When asked if she had a favorite among Franklin’s many soul/R&B hits, Brunet laughed and admitted whittling the choice down to one is, as it would be for many of Franklin’s fans, impossible.
“First of all, I love to listen to her albums and her songs and watch her videos because her energy and her authenticity are, how do you say, contagious? There is something so perfect about her sense of groove and soul. Everything is just perfect. It makes me happy.
“But Aretha is also the kind of artist where it is hard to find just one favorite piece. You go to ‘Think’ and go, ‘Oh, yeah. I love this piece.’ Then you go to ‘Natural Woman’ and it’s ‘but I love this one, too.’ Every one of her pieces make you feel very excited, but at the same time they have different atmospheres. There are different things happening, so the music is never redundant.”

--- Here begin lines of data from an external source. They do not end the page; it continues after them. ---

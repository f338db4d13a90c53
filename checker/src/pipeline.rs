// pipeline.rs — Request pipeline: assemble, gate, validate, source-map, dedupe
//
// One `run` turns a document's source text into the ordered list of
// diagnostics to present. Findings are data; only tool-level failures are
// `PipelineError`s.
//
// Preconditions: none.
// Postconditions: on success, diagnostics are in emission order (syntax
//   errors, or validator order) with exact duplicates collapsed.
// Failure modes: `PipelineError` when a tool is missing, crashes, times out
//   or speaks an unreadable protocol, or the temp directory cannot be made.
// Side effects: creates one private temp directory per request and removes
//   it on every exit path, including the future being dropped mid-run.

use std::collections::HashSet;
use std::fmt;
use std::path::PathBuf;
use std::sync::Arc;
use std::time::Instant;

use async_trait::async_trait;
use serde::{Deserialize, Serialize};
use tracing::{debug, info};

use crate::config::{ConfigError, PipelineConfig};
use crate::diag::Severity;
use crate::report::{ReportedDiagnostic, ValidationReport};
use crate::srcmap::{Location, SourceMap};
use crate::tool::{
    AssembleOutcome, Assembler, ProcessAssembler, ProcessValidator, SyntaxDiagnostic, ToolError,
    Validator,
};

// ── Requests and results ───────────────────────────────────────────────────

/// Identifies an open document (a URI in the language server).
#[derive(Debug, Clone, PartialEq, Eq, Hash, PartialOrd, Ord, Serialize, Deserialize)]
pub struct DocumentId(pub String);

impl fmt::Display for DocumentId {
    fn fmt(&self, f: &mut fmt::Formatter<'_>) -> fmt::Result {
        f.write_str(&self.0)
    }
}

impl From<&str> for DocumentId {
    fn from(s: &str) -> Self {
        DocumentId(s.to_string())
    }
}

#[derive(Debug, Clone, PartialEq, Eq)]
pub struct PipelineRequest {
    pub document_id: DocumentId,
    pub source_text: String,
    pub sequence: u64,
}

#[derive(Debug, Clone, Copy, PartialEq, Eq, Hash, Serialize, Deserialize)]
#[serde(rename_all = "lowercase")]
pub enum DiagnosticKind {
    Syntax,
    Structural,
    Semantic,
    /// The tool broke, not the code.
    Tool,
}

/// A diagnostic in source coordinates, ready for presentation.
#[derive(Debug, Clone, PartialEq, Eq, Hash, Serialize, Deserialize)]
pub struct NormalizedDiagnostic {
    pub severity: Severity,
    /// `None` for document-level diagnostics.
    pub location: Option<Location>,
    pub message: String,
    pub kind: DiagnosticKind,
    pub code: Option<String>,
}

impl NormalizedDiagnostic {
    pub fn line(&self) -> Option<u32> {
        self.location.map(|l| l.line)
    }
}

impl fmt::Display for NormalizedDiagnostic {
    fn fmt(&self, f: &mut fmt::Formatter<'_>) -> fmt::Result {
        if let Some(location) = self.location {
            write!(f, "{location}: ")?;
        }
        write!(f, "{}", self.severity)?;
        if let Some(code) = &self.code {
            write!(f, "[{code}]")?;
        }
        write!(f, ": {}", self.message)
    }
}

#[derive(Debug, Clone, PartialEq, Eq)]
pub struct NormalizedDiagnostics {
    pub document_id: DocumentId,
    pub sequence: u64,
    diagnostics: Vec<NormalizedDiagnostic>,
}

impl NormalizedDiagnostics {
    pub fn new(document_id: DocumentId, sequence: u64, diagnostics: Vec<NormalizedDiagnostic>) -> Self {
        Self {
            document_id,
            sequence,
            diagnostics,
        }
    }

    pub fn as_slice(&self) -> &[NormalizedDiagnostic] {
        &self.diagnostics
    }

    pub fn len(&self) -> usize {
        self.diagnostics.len()
    }

    pub fn is_empty(&self) -> bool {
        self.diagnostics.is_empty()
    }

    pub fn into_vec(self) -> Vec<NormalizedDiagnostic> {
        self.diagnostics
    }
}

// ── Errors ─────────────────────────────────────────────────────────────────

#[derive(Debug, thiserror::Error)]
pub enum PipelineError {
    #[error(transparent)]
    Tool(#[from] ToolError),
    #[error("cannot create a temporary directory: {0}")]
    TempDir(#[source] std::io::Error),
    #[error(transparent)]
    Config(#[from] ConfigError),
}

impl PipelineError {
    /// The single document-level diagnostic a failed request presents.
    pub fn to_diagnostic(&self) -> NormalizedDiagnostic {
        NormalizedDiagnostic {
            severity: Severity::Error,
            location: None,
            message: format!("spvcheck could not check this document: {self}"),
            kind: DiagnosticKind::Tool,
            code: None,
        }
    }
}

// ── Pipeline ───────────────────────────────────────────────────────────────

/// Runs one request end to end. Implemented by `Pipeline`; the session
/// controller only needs this seam.
#[async_trait]
pub trait RequestRunner: Send + Sync {
    async fn run(&self, request: &PipelineRequest) -> Result<NormalizedDiagnostics, PipelineError>;
}

pub struct Pipeline {
    assembler: Arc<dyn Assembler>,
    validator: Arc<dyn Validator>,
    temp_root: Option<PathBuf>,
}

impl Pipeline {
    pub fn new(assembler: Arc<dyn Assembler>, validator: Arc<dyn Validator>) -> Self {
        Self {
            assembler,
            validator,
            temp_root: None,
        }
    }

    /// Create per-request directories under `root` instead of system temp.
    pub fn with_temp_root(mut self, root: impl Into<PathBuf>) -> Self {
        self.temp_root = Some(root.into());
        self
    }

    /// Process-backed pipeline. Tool presence is checked per request, so a
    /// missing tool surfaces as a diagnostic rather than failing here.
    pub fn from_config(config: &PipelineConfig) -> Result<Self, ConfigError> {
        let assembler = ProcessAssembler::new(&config.assembler, config.timeout());
        let validator = ProcessValidator::from_config(config)?;
        let mut pipeline = Self::new(Arc::new(assembler), Arc::new(validator));
        pipeline.temp_root = config.temp_dir.clone();
        Ok(pipeline)
    }

    pub async fn run(&self, request: &PipelineRequest) -> Result<NormalizedDiagnostics, PipelineError> {
        let started = Instant::now();
        let workdir = match &self.temp_root {
            Some(root) => tempfile::Builder::new().prefix("spvcheck-").tempdir_in(root),
            None => tempfile::Builder::new().prefix("spvcheck-").tempdir(),
        }
        .map_err(PipelineError::TempDir)?;

        debug!(
            document = %request.document_id,
            sequence = request.sequence,
            workdir = %workdir.path().display(),
            "assembling"
        );
        let diagnostics = match self
            .assembler
            .assemble(&request.source_text, workdir.path())
            .await?
        {
            AssembleOutcome::Rejected(syntax) => {
                debug!(errors = syntax.len(), "assembly rejected; validation skipped");
                syntax.into_iter().map(from_syntax).collect()
            }
            AssembleOutcome::Assembled { artifact } => {
                let report = self.validator.validate(&artifact).await?;
                let map = SourceMap::build(&request.source_text);
                map_report(&report, &map)
            }
        };

        let diagnostics = dedupe(diagnostics);
        info!(
            document = %request.document_id,
            sequence = request.sequence,
            diagnostics = diagnostics.len(),
            elapsed_ms = started.elapsed().as_secs_f64() * 1000.0,
            "request complete"
        );
        Ok(NormalizedDiagnostics {
            document_id: request.document_id.clone(),
            sequence: request.sequence,
            diagnostics,
        })
    }
}

#[async_trait]
impl RequestRunner for Pipeline {
    async fn run(&self, request: &PipelineRequest) -> Result<NormalizedDiagnostics, PipelineError> {
        Pipeline::run(self, request).await
    }
}

// ── Stages ─────────────────────────────────────────────────────────────────

fn from_syntax(syntax: SyntaxDiagnostic) -> NormalizedDiagnostic {
    NormalizedDiagnostic {
        severity: Severity::Error,
        location: Some(Location {
            line: syntax.line,
            column: syntax.column,
        }),
        message: syntax.message,
        kind: DiagnosticKind::Syntax,
        code: None,
    }
}

/// Translate report positions into source coordinates.
///
/// The reported instruction maps to that instruction's start; without one, a
/// quoted id maps to its definition; otherwise the diagnostic is
/// document-level.
pub fn map_report(report: &ValidationReport, map: &SourceMap) -> Vec<NormalizedDiagnostic> {
    report
        .diagnostics
        .iter()
        .map(|d| NormalizedDiagnostic {
            severity: d.severity,
            location: locate(d, map),
            message: d.message.clone(),
            kind: if d.structural {
                DiagnosticKind::Structural
            } else {
                DiagnosticKind::Semantic
            },
            code: d.code.clone(),
        })
        .collect()
}

fn locate(d: &ReportedDiagnostic, map: &SourceMap) -> Option<Location> {
    d.instruction
        .and_then(|index| map.instruction(index))
        .or_else(|| d.name.as_deref().and_then(|name| map.definition(name)))
}

/// Collapse exact duplicates (severity, location, message), keeping the first.
pub fn dedupe(diagnostics: Vec<NormalizedDiagnostic>) -> Vec<NormalizedDiagnostic> {
    let mut seen = HashSet::new();
    diagnostics
        .into_iter()
        .filter(|d| seen.insert((d.severity, d.location, d.message.clone())))
        .collect()
}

Emphasizing the latter remark is the fact the repertoire for the “Feel the Love! The Voices of Soul” will also cover iconic moments Franklin summoned onstage. Among them, her gospel revision of Simon & Garfunkel’s “Bridge Over Troubled Water” (a centerpiece to what remains, arguably, Franklin’s finest album, 1971’s “Aretha Live at Fillmore West”), her solemn delivery of “I Dreamed a Dream” from “Les Misérables” (Franklin performed it at the 1993 inauguration of President Bill Clinton) and her stand-in delivery of the operatic “Nessun Dorma” at the 1998 Grammy Awards (as a last-minute replacement for Luciano Pavarotti).
“We are doing all of those very big moments that changed people’s lives.”
“Feel the Love! The Voices of Soul” also represents a series of firsts for Brunet and her still-blooming tenure with the Philharmonic. It will be her first mid-week featured concert (a risky bit of programming necessitated by Valentine’s Day falling on a Wednesday), her first time conducting at the Opera House (although the Philharmonic staged pops performances at the venue during the 2010s) and her first Lexington performance as an American citizen. A Paris native who has worked in the United States for 14 years, her citizenship was finalized last week.
“Yesterday, I arrived in town and went to my favorite dry cleaner in the country. When you do concerts, you need good dry cleaners. I was talking to someone there and a man entered and said, ‘Oh, you’re French.’ I said, ‘Well, actually, I’m an American since Monday.’ He said, ‘Oh, my wife and I love you and love going to the concerts.’
“Every time I’m here, working with the orchestra and within the community, has been a real dream. It’s just a joy.”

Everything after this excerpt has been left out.